The line containing "3. **UTC-only timestamps.**" marks the end: quote every line from the start of the records below through it, word for word.
= Beginning of Section =
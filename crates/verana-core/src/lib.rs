//! # verana-core: Foundational Types for the Verana Ledger
//!
//! Leaf crate of the workspace. It defines the primitives the permission
//! engine builds on and depends on nothing internal.
//!
//! ## Key Design Principles
//!
//! 1. **Validated newtypes.** `Address`, `Did`, `CountryCode` and `DigestSri`
//!    can only be built through constructors that check their syntax, so a
//!    handler holding one never re-validates it.
//!
//! 2. **No floats for money.** Amounts are `u64` in the smallest denomination
//!    and ratios are [`Rate`], an 18-decimal fixed-point value that multiplies
//!    with floor truncation.
//!
//! 3. **UTC-only timestamps.** [`Timestamp`] is seconds precision with a `Z`
//!    suffix. The ledger supplies "now"; nothing here reads the wall clock.
//!
//! ## Crate Policy
//!
//! - No `unsafe` code.
//! - No `panic!()` or `.unwrap()` outside tests.

pub mod error;
pub mod identity;
pub mod rate;
pub mod temporal;

pub use error::ValidationError;
pub use identity::{Address, CountryCode, Did, DigestSri, PermissionId};
pub use rate::Rate;
pub use temporal::Timestamp;
//! # Messages
//!
//! Transaction messages accepted by the keeper. String-typed wire fields
//! (addresses, DIDs, countries, digests) are already validated newtypes, so
//! a message that deserialized is syntactically sound. [`Msg::validate_basic`]
//! adds the stateless checks that span fields: mandatory ids, ordering of
//! timestamps, rate bounds.
//!
//! Permission ids travel as raw `u64` where `0` means "not given".

use serde::{Deserialize, Serialize};
use verana_core::{Address, CountryCode, Did, DigestSri, PermissionId, Rate, Timestamp, ValidationError};

use crate::error::PermError;
use crate::params::PermParams;
use crate::types::PermissionType;

#[derive(Debug, Clone, PartialEq, Eq, Serialize, Deserialize)]
pub struct MsgStartPermissionVp {
    pub creator: Address,
    #[serde(rename = "type")]
    pub perm_type: PermissionType,
    pub validator_perm_id: u64,
    pub did: Did,
    pub country: Option<CountryCode>,
}

#[derive(Debug, Clone, PartialEq, Eq, Serialize, Deserialize)]
pub struct MsgRenewPermissionVp {
    pub creator: Address,
    pub id: u64,
}

#[derive(Debug, Clone, PartialEq, Eq, Serialize, Deserialize)]
pub struct MsgSetPermissionVpToValidated {
    pub creator: Address,
    pub id: u64,
    pub effective_until: Option<Timestamp>,
    pub validation_fees: u64,
    pub issuance_fees: u64,
    pub verification_fees: u64,
    pub country: Option<CountryCode>,
    pub issuance_fee_discount: Rate,
    pub verification_fee_discount: Rate,
    pub vp_summary_digest_sri: Option<DigestSri>,
}

#[derive(Debug, Clone, PartialEq, Eq, Serialize, Deserialize)]
pub struct MsgExtendPermission {
    pub creator: Address,
    pub id: u64,
    pub effective_until: Timestamp,
}

#[derive(Debug, Clone, PartialEq, Eq, Serialize, Deserialize)]
pub struct MsgRevokePermission {
    pub creator: Address,
    pub id: u64,
}

#[derive(Debug, Clone, PartialEq, Eq, Serialize, Deserialize)]
pub struct MsgCancelPermissionVpLastRequest {
    pub creator: Address,
    pub id: u64,
}

#[derive(Debug, Clone, PartialEq, Eq, Serialize, Deserialize)]
pub struct MsgRequestPermissionVpTermination {
    pub creator: Address,
    pub id: u64,
}

#[derive(Debug, Clone, PartialEq, Eq, Serialize, Deserialize)]
pub struct MsgConfirmPermissionVpTermination {
    pub creator: Address,
    pub id: u64,
}

#[derive(Debug, Clone, PartialEq, Eq, Serialize, Deserialize)]
pub struct MsgCreateRootPermission {
    pub creator: Address,
    pub schema_id: u64,
    pub did: Did,
    pub country: Option<CountryCode>,
    pub effective_from: Option<Timestamp>,
    pub effective_until: Option<Timestamp>,
    pub validation_fees: u64,
    pub issuance_fees: u64,
    pub verification_fees: u64,
}

#[derive(Debug, Clone, PartialEq, Eq, Serialize, Deserialize)]
pub struct MsgCreatePermission {
    pub creator: Address,
    pub schema_id: u64,
    #[serde(rename = "type")]
    pub perm_type: PermissionType,
    pub did: Did,
    pub country: Option<CountryCode>,
    pub effective_from: Option<Timestamp>,
    pub effective_until: Option<Timestamp>,
    pub verification_fees: u64,
}

#[derive(Debug, Clone, PartialEq, Eq, Serialize, Deserialize)]
pub struct MsgCreateOrUpdatePermissionSession {
    pub creator: Address,
    pub id: String,
    pub issuer_perm_id: u64,
    pub verifier_perm_id: u64,
    pub agent_perm_id: u64,
    pub wallet_agent_perm_id: u64,
}

#[derive(Debug, Clone, PartialEq, Eq, Serialize, Deserialize)]
pub struct MsgSlashPermissionTrustDeposit {
    pub creator: Address,
    pub id: u64,
    pub amount: u64,
}

#[derive(Debug, Clone, PartialEq, Eq, Serialize, Deserialize)]
pub struct MsgRepayPermissionSlashedTrustDeposit {
    pub creator: Address,
    pub id: u64,
}

/// Governance replaces the module parameters.
#[derive(Debug, Clone, PartialEq, Eq, Serialize, Deserialize)]
pub struct MsgUpdateParams {
    pub authority: Address,
    pub params: PermParams,
}

/// Every message the keeper accepts.
#[derive(Debug, Clone, PartialEq, Eq, Serialize, Deserialize)]
#[serde(tag = "@type", rename_all = "snake_case")]
pub enum Msg {
    StartPermissionVp(MsgStartPermissionVp),
    RenewPermissionVp(MsgRenewPermissionVp),
    SetPermissionVpToValidated(MsgSetPermissionVpToValidated),
    ExtendPermission(MsgExtendPermission),
    RevokePermission(MsgRevokePermission),
    CancelPermissionVpLastRequest(MsgCancelPermissionVpLastRequest),
    RequestPermissionVpTermination(MsgRequestPermissionVpTermination),
    ConfirmPermissionVpTermination(MsgConfirmPermissionVpTermination),
    CreateRootPermission(MsgCreateRootPermission),
    CreatePermission(MsgCreatePermission),
    CreateOrUpdatePermissionSession(MsgCreateOrUpdatePermissionSession),
    SlashPermissionTrustDeposit(MsgSlashPermissionTrustDeposit),
    RepayPermissionSlashedTrustDeposit(MsgRepayPermissionSlashedTrustDeposit),
    UpdateParams(MsgUpdateParams),
}

/// Successful handler output.
#[derive(Debug, Clone, PartialEq, Eq, Serialize, Deserialize)]
pub enum MsgResponse {
    /// A permission row was created.
    PermissionCreated(PermissionId),
    /// A session was created or extended.
    SessionUpdated { id: String, authz_count: usize },
    /// The handler has nothing to report beyond success.
    Empty,
}

impl Msg {
    /// The account signing the message.
    pub fn signer(&self) -> &Address {
        match self {
            Self::StartPermissionVp(m) => &m.creator,
            Self::RenewPermissionVp(m) => &m.creator,
            Self::SetPermissionVpToValidated(m) => &m.creator,
            Self::ExtendPermission(m) => &m.creator,
            Self::RevokePermission(m) => &m.creator,
            Self::CancelPermissionVpLastRequest(m) => &m.creator,
            Self::RequestPermissionVpTermination(m) => &m.creator,
            Self::ConfirmPermissionVpTermination(m) => &m.creator,
            Self::CreateRootPermission(m) => &m.creator,
            Self::CreatePermission(m) => &m.creator,
            Self::CreateOrUpdatePermissionSession(m) => &m.creator,
            Self::SlashPermissionTrustDeposit(m) => &m.creator,
            Self::RepayPermissionSlashedTrustDeposit(m) => &m.creator,
            Self::UpdateParams(m) => &m.authority,
        }
    }

    /// Short name used in logs.
    pub fn name(&self) -> &'static str {
        match self {
            Self::StartPermissionVp(_) => "start_permission_vp",
            Self::RenewPermissionVp(_) => "renew_permission_vp",
            Self::SetPermissionVpToValidated(_) => "set_permission_vp_to_validated",
            Self::ExtendPermission(_) => "extend_permission",
            Self::RevokePermission(_) => "revoke_permission",
            Self::CancelPermissionVpLastRequest(_) => "cancel_permission_vp_last_request",
            Self::RequestPermissionVpTermination(_) => "request_permission_vp_termination",
            Self::ConfirmPermissionVpTermination(_) => "confirm_permission_vp_termination",
            Self::CreateRootPermission(_) => "create_root_permission",
            Self::CreatePermission(_) => "create_permission",
            Self::CreateOrUpdatePermissionSession(_) => "create_or_update_permission_session",
            Self::SlashPermissionTrustDeposit(_) => "slash_permission_trust_deposit",
            Self::RepayPermissionSlashedTrustDeposit(_) => "repay_permission_slashed_trust_deposit",
            Self::UpdateParams(_) => "update_params",
        }
    }

    /// Stateless checks. Runs before any state is read.
    pub fn validate_basic(&self) -> Result<(), PermError> {
        match self {
            Self::StartPermissionVp(m) => {
                if m.perm_type == PermissionType::Ecosystem {
                    return Err(PermError::InvalidRequest(
                        "ECOSYSTEM permissions are created with CreateRootPermission".into(),
                    ));
                }
                Ok(())
            }
            Self::RenewPermissionVp(m) => require_id(m.id),
            Self::SetPermissionVpToValidated(m) => {
                require_id(m.id)?;
                for (field, rate) in [
                    ("issuance_fee_discount", m.issuance_fee_discount),
                    ("verification_fee_discount", m.verification_fee_discount),
                ] {
                    if !rate.is_fraction() {
                        return Err(PermError::InvalidRequest(format!(
                            "{field} must be between 0 and 1, got {rate}"
                        )));
                    }
                }
                Ok(())
            }
            Self::ExtendPermission(m) => require_id(m.id),
            Self::RevokePermission(m) => require_id(m.id),
            Self::CancelPermissionVpLastRequest(m) => require_id(m.id),
            Self::RequestPermissionVpTermination(m) => require_id(m.id),
            Self::ConfirmPermissionVpTermination(m) => require_id(m.id),
            Self::CreateRootPermission(m) => {
                require_nonzero("schema_id", m.schema_id)?;
                check_window(m.effective_from, m.effective_until)
            }
            Self::CreatePermission(m) => {
                require_nonzero("schema_id", m.schema_id)?;
                if !matches!(m.perm_type, PermissionType::Issuer | PermissionType::Verifier) {
                    return Err(PermError::InvalidRequest(format!(
                        "self-created permissions must be ISSUER or VERIFIER, got {}",
                        m.perm_type
                    )));
                }
                check_window(m.effective_from, m.effective_until)
            }
            Self::CreateOrUpdatePermissionSession(m) => {
                if m.id.trim().is_empty() {
                    return Err(ValidationError::MissingField("id").into());
                }
                if m.issuer_perm_id == 0 && m.verifier_perm_id == 0 {
                    return Err(PermError::InvalidRequest(
                        "at least one of issuer_perm_id or verifier_perm_id must be provided".into(),
                    ));
                }
                require_nonzero("agent_perm_id", m.agent_perm_id)
            }
            Self::SlashPermissionTrustDeposit(m) => {
                require_id(m.id)?;
                require_nonzero("amount", m.amount)
            }
            Self::RepayPermissionSlashedTrustDeposit(m) => require_id(m.id),
            Self::UpdateParams(m) => m.params.validate().map_err(PermError::from),
        }
    }
}

fn require_id(id: u64) -> Result<(), PermError> {
    require_nonzero("id", id)
}

fn require_nonzero(field: &'static str, value: u64) -> Result<(), PermError> {
    if value == 0 {
        return Err(ValidationError::MissingField(field).into());
    }
    Ok(())
}

fn check_window(from: Option<Timestamp>, until: Option<Timestamp>) -> Result<(), PermError> {
    if let (Some(from), Some(until)) = (from, until) {
        if until <= from {
            return Err(PermError::InvalidRequest(format!(
                "effective_until {until} must be after effective_from {from}"
            )));
        }
    }
    Ok(())
}

#[cfg(test)]
mod tests {
    use super::*;

    fn creator() -> Address {
        Address::new("verana1qqqqqqqq").unwrap()
    }

    #[test]
    fn test_zero_id_rejected() {
        let msg = Msg::RevokePermission(MsgRevokePermission { creator: creator(), id: 0 });
        assert!(matches!(
            msg.validate_basic(),
            Err(PermError::Validation(ValidationError::MissingField("id")))
        ));
    }

    #[test]
    fn test_session_needs_issuer_or_verifier() {
        let msg = Msg::CreateOrUpdatePermissionSession(MsgCreateOrUpdatePermissionSession {
            creator: creator(),
            id: "s1".into(),
            issuer_perm_id: 0,
            verifier_perm_id: 0,
            agent_perm_id: 3,
            wallet_agent_perm_id: 0,
        });
        assert!(matches!(msg.validate_basic(), Err(PermError::InvalidRequest(_))));
    }

    #[test]
    fn test_create_permission_type_restricted() {
        let msg = Msg::CreatePermission(MsgCreatePermission {
            creator: creator(),
            schema_id: 1,
            perm_type: PermissionType::Holder,
            did: Did::new("did:example:h").unwrap(),
            country: None,
            effective_from: None,
            effective_until: None,
            verification_fees: 0,
        });
        assert!(msg.validate_basic().is_err());
    }

    #[test]
    fn test_root_window_ordering() {
        let t = |s: &str| Some(Timestamp::parse(s).unwrap());
        let msg = Msg::CreateRootPermission(MsgCreateRootPermission {
            creator: creator(),
            schema_id: 1,
            did: Did::new("did:example:eco").unwrap(),
            country: None,
            effective_from: t("2027-01-01T00:00:00Z"),
            effective_until: t("2027-01-01T00:00:00Z"),
            validation_fees: 0,
            issuance_fees: 0,
            verification_fees: 0,
        });
        assert!(matches!(msg.validate_basic(), Err(PermError::InvalidRequest(_))));
    }

    #[test]
    fn test_discount_above_one_rejected() {
        let msg = Msg::SetPermissionVpToValidated(MsgSetPermissionVpToValidated {
            creator: creator(),
            id: 1,
            effective_until: None,
            validation_fees: 0,
            issuance_fees: 0,
            verification_fees: 0,
            country: None,
            issuance_fee_discount: Rate::parse("1.1").unwrap(),
            verification_fee_discount: Rate::ZERO,
            vp_summary_digest_sri: None,
        });
        assert!(msg.validate_basic().is_err());
    }

    #[test]
    fn test_json_wire_form_validates_fields() {
        let ok = r#"{"@type":"renew_permission_vp","creator":"verana1qqqqqqqq","id":4}"#;
        let msg: Msg = serde_json::from_str(ok).unwrap();
        assert_eq!(msg.name(), "renew_permission_vp");
        assert_eq!(msg.signer().as_str(), "verana1qqqqqqqq");

        let bad = r#"{"@type":"renew_permission_vp","creator":"NOT-AN-ADDRESS","id":4}"#;
        assert!(serde_json::from_str::<Msg>(bad).is_err());
    }
}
= End of Section =
> **Result of this exercise**
filename crates/verana-core/src/lib.rs
//! # verana-core: Foundational Types for the Verana Ledger
//!
//! Leaf crate of the workspace. It defines the primitives the permission
//! engine builds on and depends on nothing internal.
//!
//! ## Key Design Principles
//!
//! 1. **Validated newtypes.** `Address`, `Did`, `CountryCode` and `DigestSri`
//!    can only be built through constructors that check their syntax, so a
//!    handler holding one never re-validates it.
//!
//! 2. **No floats for money.** Amounts are `u64` in the smallest denomination
//!    and ratios are [`Rate`], an 18-decimal fixed-point value that multiplies
//!    with floor truncation.
//!
//! 3. **UTC-only timestamps.** [`Timestamp`] is seconds precision with a `Z`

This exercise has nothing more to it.